Start of Given records
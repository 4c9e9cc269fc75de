//! Frame synchronization strategies
//!
//! The glasses streams are not self-describing: declared header/footer
//! markers are sometimes absent or shifted. Each strategy here locates a byte
//! range inside the accumulator that plausibly contains one decodable sample;
//! the caller decodes it and advances the buffer past the consumed bytes.

mod fixed;
mod scan;
mod signature;

pub use fixed::FixedPacketSync;
pub use scan::ScanSync;
pub use signature::SignatureSync;

use crate::config::MotionConfig;

/// Byte range within the stream buffer hypothesized to encode one sample
///
/// `start + len` is the consumed length: everything up to and including the
/// frame is dropped from the buffer once the frame is processed.
#[derive(Debug, Clone, Copy, PartialEq, Eq)]
pub struct FrameSpan {
    pub start: usize,
    pub len: usize,
}

impl FrameSpan {
    /// End of the frame, exclusive; also the number of bytes to consume
    pub fn end(&self) -> usize {
        self.start + self.len
    }
}

/// Strategy for locating one candidate frame in the buffered bytes
pub trait FrameSync: Send {
    /// Find the next candidate frame, or None if the caller must wait for
    /// more data. Must not inspect bytes past the end of `buf`.
    fn find_frame(&self, buf: &[u8]) -> Option<FrameSpan>;
}

/// Content-based validity test for a candidate motion payload
///
/// Doubles as protocol framing when markers are unreliable, so it is a
/// pluggable strategy: alternate devices or firmware revisions supply a
/// different window without touching the synchronizer.
pub trait Plausibility: Send + Sync {
    /// Accept or reject six decoded floats ordered {gyro xyz, accel xyz}
    fn accept(&self, values: &[f32; 6]) -> bool;
}

/// Default predicate: per-axis rotation bound plus gravity-magnitude window
///
/// A device at rest (or in normal head motion) reports an acceleration
/// vector close to 1 g; random bytes reinterpreted as floats almost never
/// do. The bounds are acceptance heuristics, not physical constraints.
#[derive(Debug, Clone, Copy)]
pub struct GravityWindow {
    pub gyro_limit: f32,
    pub accel_min: f32,
    pub accel_max: f32,
}

impl GravityWindow {
    pub fn from_config(config: &MotionConfig) -> Self {
        Self {
            gyro_limit: config.gyro_limit,
            accel_min: config.accel_min,
            accel_max: config.accel_max,
        }
    }
}

impl Plausibility for GravityWindow {
    fn accept(&self, values: &[f32; 6]) -> bool {
        let gyro_ok = values[..3]
            .iter()
            .all(|v| v.is_finite() && v.abs() < self.gyro_limit);
        if !gyro_ok {
            return false;
        }
        let mag = (values[3].powi(2) + values[4].powi(2) + values[5].powi(2)).sqrt();
        mag.is_finite() && mag > self.accel_min && mag < self.accel_max
    }
}
//! Video frame decoding
//!
//! Each fixed-size packet carries an opaque header followed by one byte per
//! pixel, with the grayscale sample in the high nibble. Scaling by 17 maps
//! the 4-bit range 0-15 linearly onto 0-255.

use super::Decoder;
use crate::config::VideoConfig;
use crate::types::VideoFrame;

/// Decoder for fixed-size grayscale video packets
pub struct VideoDecoder {
    header_size: usize,
    width: usize,
    height: usize,
}

impl VideoDecoder {
    pub fn new(config: &VideoConfig) -> Self {
        Self {
            header_size: config.header_size,
            width: config.width,
            height: config.height,
        }
    }
}

impl Decoder for VideoDecoder {
    type Output = VideoFrame;

    fn decode(&self, frame: &[u8]) -> Option<VideoFrame> {
        let image_size = self.width * self.height;
        let end = self.header_size.checked_add(image_size)?;
        if frame.len() < end {
            log::debug!(
                "Video packet too short: {} bytes, need {}",
                frame.len(),
                end
            );
            return None;
        }

        let pixels: Vec<u8> = frame[self.header_size..end]
            .iter()
            .map(|&b| ((b >> 4) & 0x0F) * 17)
            .collect();

        Some(VideoFrame::new(self.width, self.height, pixels))
    }
}

#[cfg(test)]
mod tests {
    use super::*;

    fn config() -> VideoConfig {
        VideoConfig {
            packet_size: 4 * 3 + 16,
            header_size: 16,
            width: 4,
            height: 3,
        }
    }

    #[test]
    fn test_high_nibble_unpack() {
        let cfg = config();
        let mut packet = vec![0xFFu8; 16]; // opaque header, ignored
        // Image bytes: pixel value in high nibble, noise in low nibble
        for i in 0..12u8 {
            packet.push((i << 4) | 0x07);
        }

        let frame = VideoDecoder::new(&cfg).decode(&packet).unwrap();
        assert_eq!(frame.width, 4);
        assert_eq!(frame.height, 3);
        for i in 0..12usize {
            let (x, y) = (i % 4, i / 4);
            assert_eq!(frame.pixel(x, y), Some((i as u8) * 17));
        }
    }

    #[test]
    fn test_known_pixel_position() {
        let cfg = config();
        let mut packet = vec![0u8; 16 + 12];
        // Byte for pixel (2, 1) = index 6 after the header
        packet[16 + 6] = 0xA3;

        let frame = VideoDecoder::new(&cfg).decode(&packet).unwrap();
        assert_eq!(frame.pixel(2, 1), Some(0x0A * 17));
        assert_eq!(frame.pixel(0, 0), Some(0));
    }

    #[test]
    fn test_full_scale_mapping() {
        let cfg = config();
        let mut packet = vec![0u8; 16 + 12];
        packet[16] = 0xF0;

        let frame = VideoDecoder::new(&cfg).decode(&packet).unwrap();
        assert_eq!(frame.pixel(0, 0), Some(255));
    }

    #[test]
    fn test_short_packet_rejected() {
        let cfg = config();
        assert!(VideoDecoder::new(&cfg).decode(&[0u8; 20]).is_none());
    }

    #[test]
    fn test_device_geometry_counts() {
        // Production constants: 320-byte header + 512*378 pixels fit the
        // literal packet size with 6 spare bytes
        let cfg = VideoConfig {
            packet_size: 193_862,
            header_size: 320,
            width: 512,
            height: 378,
        };
        assert!(cfg.header_size + cfg.width * cfg.height <= cfg.packet_size);

        let packet = vec![0x50u8; cfg.packet_size];
        let frame = VideoDecoder::new(&cfg).decode(&packet).unwrap();
        assert_eq!(frame.pixels.len(), 193_536);
        assert_eq!(frame.pixel(511, 377), Some(5 * 17));
    }
}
End of Given records
▶ [Assignment]: Whatever the entries say, repeat all of them exactly.

▶ [Solution]:
repository 4c9e9cc269fc75de
//! Frame synchronization strategies
//!
//! The glasses streams are not self-describing: declared header/footer
//! markers are sometimes absent or shifted. Each strategy here locates a byte
//! range inside the accumulator that plausibly contains one decodable sample;
//! the caller decodes it and advances the buffer past the consumed bytes.

mod fixed;
mod scan;
mod signature;

pub use fixed::FixedPacketSync;
pub use scan::ScanSync;
pub use signature::SignatureSync;

use crate::config::MotionConfig;

/// Byte range within the stream buffer hypothesized to encode one sample
///
/// `start + len` is the consumed length: everything up to and including the
/// frame is dropped from the buffer once the frame is processed.
#[derive(Debug, Clone, Copy, PartialEq, Eq)]
pub struct FrameSpan {
    pub start: usize,
    pub len: usize,
}

impl FrameSpan {
    /// End of the frame, exclusive; also the number of bytes to consume
    pub fn end(&self) -> usize {
        self.start + self.len
    }
}

/// Strategy for locating one candidate frame in the buffered bytes
pub trait FrameSync: Send {
    /// Find the next candidate frame, or None if the caller must wait for
    /// more data. Must not inspect bytes past the end of `buf`.
    fn find_frame(&self, buf: &[u8]) -> Option<FrameSpan>;
}

/// Content-based validity test for a candidate motion payload
///
/// Doubles as protocol framing when markers are unreliable, so it is a
/// pluggable strategy: alternate devices or firmware revisions supply a
/// different window without touching the synchronizer.
pub trait Plausibility: Send + Sync {
    /// Accept or reject six decoded floats ordered {gyro xyz, accel xyz}
    fn accept(&self, values: &[f32; 6]) -> bool;
}

/// Default predicate: per-axis rotation bound plus gravity-magnitude window
///
/// A device at rest (or in normal head motion) reports an acceleration
/// vector close to 1 g; random bytes reinterpreted as floats almost never
/// do. The bounds are acceptance heuristics, not physical constraints.
#[derive(Debug, Clone, Copy)]
pub struct GravityWindow {
    pub gyro_limit: f32,
    pub accel_min: f32,
    pub accel_max: f32,
}

impl GravityWindow {
    pub fn from_config(config: &MotionConfig) -> Self {
        Self {
            gyro_limit: config.gyro_limit,
            accel_min: config.accel_min,
            accel_max: config.accel_max,
        }
    }
}

impl Plausibility for GravityWindow {
    fn accept(&self, values: &[f32; 6]) -> bool {
        let gyro_ok = values[..3]
            .iter()
            .all(|v| v.is_finite() && v.abs() < self.gyro_limit);
        if !gyro_ok {
            return false;
        }
        let mag = (values[3].powi(2) + values[4].powi(2) + values[5].powi(2)).sqrt();
        mag.is_finite() && mag > self.accel_min && mag < self.accel_max
    }
}
//! Video frame decoding
//!
//! Each fixed-size packet carries an opaque header followed by one byte per
//! pixel, with the grayscale sample in the high nibble. Scaling by 17 maps
//! the 4-bit range 0-15 linearly onto 0-255.

use super::Decoder;
use crate::config::VideoConfig;
use crate::types::VideoFrame;

/// Decoder for fixed-size grayscale video packets
pub struct VideoDecoder {
    header_size: usize,
    width: usize,
    height: usize,
}

impl VideoDecoder {
    pub fn new(config: &VideoConfig) -> Self {
        Self {
            header_size: config.header_size,
            width: config.width,
            height: config.height,
        }
    }
}

impl Decoder for VideoDecoder {
    type Output = VideoFrame;

    fn decode(&self, frame: &[u8]) -> Option<VideoFrame> {
        let image_size = self.width * self.height;
        let end = self.header_size.checked_add(image_size)?;
        if frame.len() < end {
            log::debug!(
                "Video packet too short: {} bytes, need {}",
                frame.len(),
                end
            );
            return None;
        }

        let pixels: Vec<u8> = frame[self.header_size..end]
            .iter()
            .map(|&b| ((b >> 4) & 0x0F) * 17)
            .collect();

        Some(VideoFrame::new(self.width, self.height, pixels))
    }
}

#[cfg(test)]
mod tests {
    use super::*;

    fn config() -> VideoConfig {
        VideoConfig {
            packet_size: 4 * 3 + 16,
            header_size: 16,
            width: 4,
            height: 3,
        }
    }

    #[test]
    fn test_high_nibble_unpack() {
        let cfg = config();
        let mut packet = vec![0xFFu8; 16]; // opaque header, ignored
        // Image bytes: pixel value in high nibble, noise in low nibble
        for i in 0..12u8 {
            packet.push((i << 4) | 0x07);
        }

        let frame = VideoDecoder::new(&cfg).decode(&packet).unwrap();
        assert_eq!(frame.width, 4);
        assert_eq!(frame.height, 3);
        for i in 0..12usize {
            let (x, y) = (i % 4, i / 4);
            assert_eq!(frame.pixel(x, y), Some((i as u8) * 17));
        }
    }

    #[test]
    fn test_known_pixel_position() {
        let cfg = config();
        let mut packet = vec![0u8; 16 + 12];
        // Byte for pixel (2, 1) = index 6 after the header
        packet[16 + 6] = 0xA3;

        let frame = VideoDecoder::new(&cfg).decode(&packet).unwrap();
        assert_eq!(frame.pixel(2, 1), Some(0x0A * 17));
        assert_eq!(frame.pixel(0, 0), Some(0));
    }

    #[test]
    fn test_full_scale_mapping() {
        let cfg = config();
        let mut packet = vec![0u8; 16 + 12];
        packet[16] = 0xF0;

        let frame = VideoDecoder::new(&cfg).decode(&packet).unwrap();
        assert_eq!(frame.pixel(0, 0), Some(255));
    }

    #[test]
    fn test_short_packet_rejected() {
        let cfg = config();
        assert!(VideoDecoder::new(&cfg).decode(&[0u8; 20]).is_none());
    }

    #[test]
    fn test_device_geometry_counts() {
        // Production constants: 320-byte header + 512*378 pixels fit the
        // literal packet size with 6 spare bytes
        let cfg = VideoConfig {
            packet_size: 193_862,
            header_size: 320,
            width: 512,
            height: 378,
        };
        assert!(cfg.header_size + cfg.width * cfg.height <= cfg.packet_size);

        let packet = vec![0x50u8; cfg.packet_size];
        let frame = VideoDecoder::new(&cfg).decode(&packet).unwrap();
        assert_eq!(frame.pixels.len(), 193_536);
        assert_eq!(frame.pixel(511, 377), Some(5 * 17));
    }
}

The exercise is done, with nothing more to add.